Le but de l’Espagnol Ferran Torres face à l’Argentine en finale de la Coupe du monde 2026 a provoqué un véritable séisme en Espagne, offrant aux Matadors un deuxième titre mondial après celui de 2010.
Alors que la finale, disputée au MetLife Stadium aux États-Unis, semblait se diriger vers les tirs au but, Ferran Torres, la star du FC Barcelone, a inscrit l’unique but de la rencontre à la 106^e minute, concluant une série d’occasions espagnoles devant le but argentin.
Selon le sismologue espagnol Jordi Díaz Cosi, dont les données sont relayées par le site « Foot Mercato », une onde sismique a été enregistrée dans plusieurs villes après le but décisif, puis à nouveau au coup de sifflet final.
Les sismographes disséminés sur le territoire ont capté les vibrations générées par les célébrations des supporters.

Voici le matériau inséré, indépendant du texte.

use std::collections::VecDeque;
use std::sync::mpsc;
use std::sync::Mutex;

use geolens_contracts::error::{ContractError, ContractResult};
use serde_json::json;

use crate::transport::{RawCitation, RawReply, Transport, TransportRequest};

/// Replays queued replies in order and records every request.
pub(crate) struct ScriptedTransport {
    replies: Mutex<VecDeque<ContractResult<RawReply>>>,
    seen: Mutex<Vec<TransportRequest>>,
}

impl ScriptedTransport {
    pub(crate) fn new(replies: Vec<ContractResult<RawReply>>) -> Self {
        Self {
            replies: Mutex::new(replies.into()),
            seen: Mutex::new(Vec::new()),
        }
    }

    pub(crate) fn requests(&self) -> Vec<TransportRequest> {
        self.seen.lock().unwrap().clone()
    }
}

impl Transport for ScriptedTransport {
    fn name(&self) -> &str {
        "scripted"
    }

    fn call(&self, request: &TransportRequest) -> ContractResult<RawReply> {
        self.seen.lock().unwrap().push(request.clone());
        self.replies
            .lock()
            .unwrap()
            .pop_front()
            .unwrap_or_else(|| Err(ContractError::transport("script exhausted")))
    }
}

/// Parks every call until the test sends on the release channel.
pub(crate) struct BlockingTransport {
    entered: Mutex<mpsc::Sender<()>>,
    release: Mutex<mpsc::Receiver<()>>,
    reply: String,
}

impl BlockingTransport {
    pub(crate) fn new(reply: &str) -> (Self, mpsc::Receiver<()>, mpsc::Sender<()>) {
        let (entered_tx, entered_rx) = mpsc::channel();
        let (release_tx, release_rx) = mpsc::channel();
        let transport = Self {
            entered: Mutex::new(entered_tx),
            release: Mutex::new(release_rx),
            reply: reply.to_string(),
        };
        (transport, entered_rx, release_tx)
    }
}

impl Transport for BlockingTransport {
    fn name(&self) -> &str {
        "blocking"
    }

    fn call(&self, _request: &TransportRequest) -> ContractResult<RawReply> {
        let _ = self.entered.lock().unwrap().send(());
        let _ = self.release.lock().unwrap().recv();
        text(&self.reply)
    }
}

pub(crate) fn text(value: &str) -> ContractResult<RawReply> {
    Ok(RawReply {
        text: value.to_string(),
        finish_reason: Some("STOP".to_string()),
        ..RawReply::default()
    })
}

pub(crate) fn cited(value: &str, citations: &[(Option<&str>, Option<&str>)]) -> ContractResult<RawReply> {
    Ok(RawReply {
        text: value.to_string(),
        citations: citations
            .iter()
            .map(|(title, uri)| RawCitation {
                title: title.map(str::to_string),
                uri: uri.map(str::to_string),
            })
            .collect(),
        ..RawReply::default()
    })
}

pub(crate) fn quartz_json() -> String {
    json!({
        "name": "Quartz",
        "category": "Mineral",
        "chemicalFormula": "SiO2",
        "hardness": "7",
        "description": "Glassy hexagonal prisms.",
        "geologicalContext": "Granites and hydrothermal veins.",
        "rarity": "Common",
        "funFact": "Quartz crystals keep time in watches."
    })
    .to_string()
}
use serde::{Deserialize, Serialize};
use serde_json::Value;

use crate::error::{ContractError, ContractResult};

/// Wire names of the identification schema, in display order.
pub const ROCK_ANALYSIS_FIELDS: [&str; 8] = [
    "name",
    "category",
    "chemicalFormula",
    "hardness",
    "description",
    "geologicalContext",
    "rarity",
    "funFact",
];

/// Sentinel uri assigned to grounding chunks without a resolvable link.
pub const UNRESOLVED_SOURCE_URI: &str = "#";

/// Image bytes selected by the user, plus the MIME type sent upstream.
#[derive(Debug, Clone, PartialEq, Eq)]
pub struct ImagePayload {
    pub bytes: Vec<u8>,
    pub mime_type: String,
}

impl ImagePayload {
    pub fn new(bytes: Vec<u8>, mime_type: impl Into<String>) -> Self {
        Self {
            bytes,
            mime_type: mime_type.into(),
        }
    }

    pub fn is_empty(&self) -> bool {
        self.bytes.is_empty()
    }

    pub fn len(&self) -> usize {
        self.bytes.len()
    }
}

/// Identification result. Only ever constructed fully populated.
#[derive(Debug, Clone, PartialEq, Eq, Serialize, Deserialize)]
#[serde(rename_all = "camelCase")]
pub struct RockAnalysis {
    pub name: String,
    pub category: String,
    pub chemical_formula: String,
    pub hardness: String,
    pub description: String,
    pub geological_context: String,
    pub rarity: String,
    pub fun_fact: String,
}

impl RockAnalysis {
    /// Decodes a structured-generation reply body.
    ///
    /// Accepts a bare JSON object or one wrapped in a markdown code fence.
    /// Any missing, non-string, or blank field fails the whole decode.
    pub fn from_reply_text(text: &str) -> ContractResult<Self> {
        let body = strip_code_fence(text);
        if body.is_empty() {
            return Err(ContractError::decode("identification reply was empty"));
        }
        let value: Value = serde_json::from_str(&body)
            .map_err(|err| ContractError::decode(format!("identification reply is not JSON: {err}")))?;
        Self::from_value(value)
    }

    pub fn from_value(value: Value) -> ContractResult<Self> {
        let Some(object) = value.as_object() else {
            return Err(ContractError::decode(
                "identification reply is not a JSON object",
            ));
        };
        for field in ROCK_ANALYSIS_FIELDS {
            match object.get(field) {
                None | Some(Value::Null) => {
                    return Err(ContractError::decode(format!("field '{field}' is missing")));
                }
                Some(Value::String(text)) if text.trim().is_empty() => {
                    return Err(ContractError::decode(format!("field '{field}' is empty")));
                }
                Some(Value::String(_)) => {}
                Some(_) => {
                    return Err(ContractError::decode(format!(
                        "field '{field}' is not a string"
                    )));
                }
            }
        }
        let analysis: RockAnalysis = serde_json::from_value(value)
            .map_err(|err| ContractError::decode(err.to_string()))?;
        Ok(analysis.trimmed())
    }

    /// `(wire name, value)` pairs in schema order.
    pub fn fields(&self) -> [(&'static str, &str); 8] {
        [
            ("name", self.name.as_str()),
            ("category", self.category.as_str()),
            ("chemicalFormula", self.chemical_formula.as_str()),
            ("hardness", self.hardness.as_str()),
            ("description", self.description.as_str()),
            ("geologicalContext", self.geological_context.as_str()),
            ("rarity", self.rarity.as_str()),
            ("funFact", self.fun_fact.as_str()),
        ]
    }

    fn trimmed(self) -> Self {
        Self {
            name: self.name.trim().to_string(),
            category: self.category.trim().to_string(),
            chemical_formula: self.chemical_formula.trim().to_string(),
            hardness: self.hardness.trim().to_string(),
            description: self.description.trim().to_string(),
            geological_context: self.geological_context.trim().to_string(),
            rarity: self.rarity.trim().to_string(),
            fun_fact: self.fun_fact.trim().to_string(),
        }
    }
}

#[derive(Debug, Clone, PartialEq, Eq, Serialize, Deserialize)]
pub struct GroundingSource {
    pub title: String,
    pub uri: String,
}

impl GroundingSource {
    /// Builds a source from an upstream citation, or `None` when the uri does
    /// not resolve. Untitled citations get `fallback_title`.
    pub fn from_citation(
        title: Option<&str>,
        uri: Option<&str>,
        fallback_title: &str,
    ) -> Option<Self> {
        let title = title
            .map(str::trim)
            .filter(|value| !value.is_empty())
            .unwrap_or(fallback_title);
        let uri = uri
            .map(str::trim)
            .filter(|value| !value.is_empty())
            .unwrap_or(UNRESOLVED_SOURCE_URI);
        if uri == UNRESOLVED_SOURCE_URI {
            return None;
        }
        Some(Self {
            title: title.to_string(),
            uri: uri.to_string(),
        })
    }
}

#[derive(Debug, Clone, PartialEq, Eq, Serialize, Deserialize)]
pub struct InsightResult {
    pub text: String,
    pub sources: Vec<GroundingSource>,
}

/// Unwraps a markdown code fence, dropping an info string such as `json`.
/// The closing fence may share a line with the body.
pub fn strip_code_fence(text: &str) -> String {
    let raw = text.trim();
    if raw.len() < 6 || !(raw.starts_with("```") && raw.ends_with("```")) {
        return raw.to_string();
    }
    let inner = raw[3..raw.len() - 3].trim_end_matches('`');
    let (info, body) = match inner.split_once('\n') {
        Some((info, rest)) if is_info_string(info) => (info.trim(), rest),
        Some(_) => ("", inner),
        None => ("", inner),
    };
    let body = body.trim();
    if info.is_empty() {
        if let Some(tag) = body.get(..4) {
            if tag.eq_ignore_ascii_case("json") {
                return body[4..].trim().to_string();
            }
        }
    }
    body.to_string()
}

fn is_info_string(line: &str) -> bool {
    line.trim()
        .chars()
        .all(|ch| ch.is_ascii_alphanumeric() || ch == '-' || ch == '_')
}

Les sismographes ont enregistré trois pics d’activité : après le but de Ferran Torres (106^e minute), après un deuxième but annulé par l’arbitrage vidéo (112^e minute) et, enfin, au coup de sifflet final.
Cette dernière a provoqué la secousse la plus intense. Les scientifiques espagnols attribuent ces vibrations au phénomène des « séismes induits », engendrés par l’activité humaine lorsque des milliers de supporters sautent, crient et célèbrent simultanément.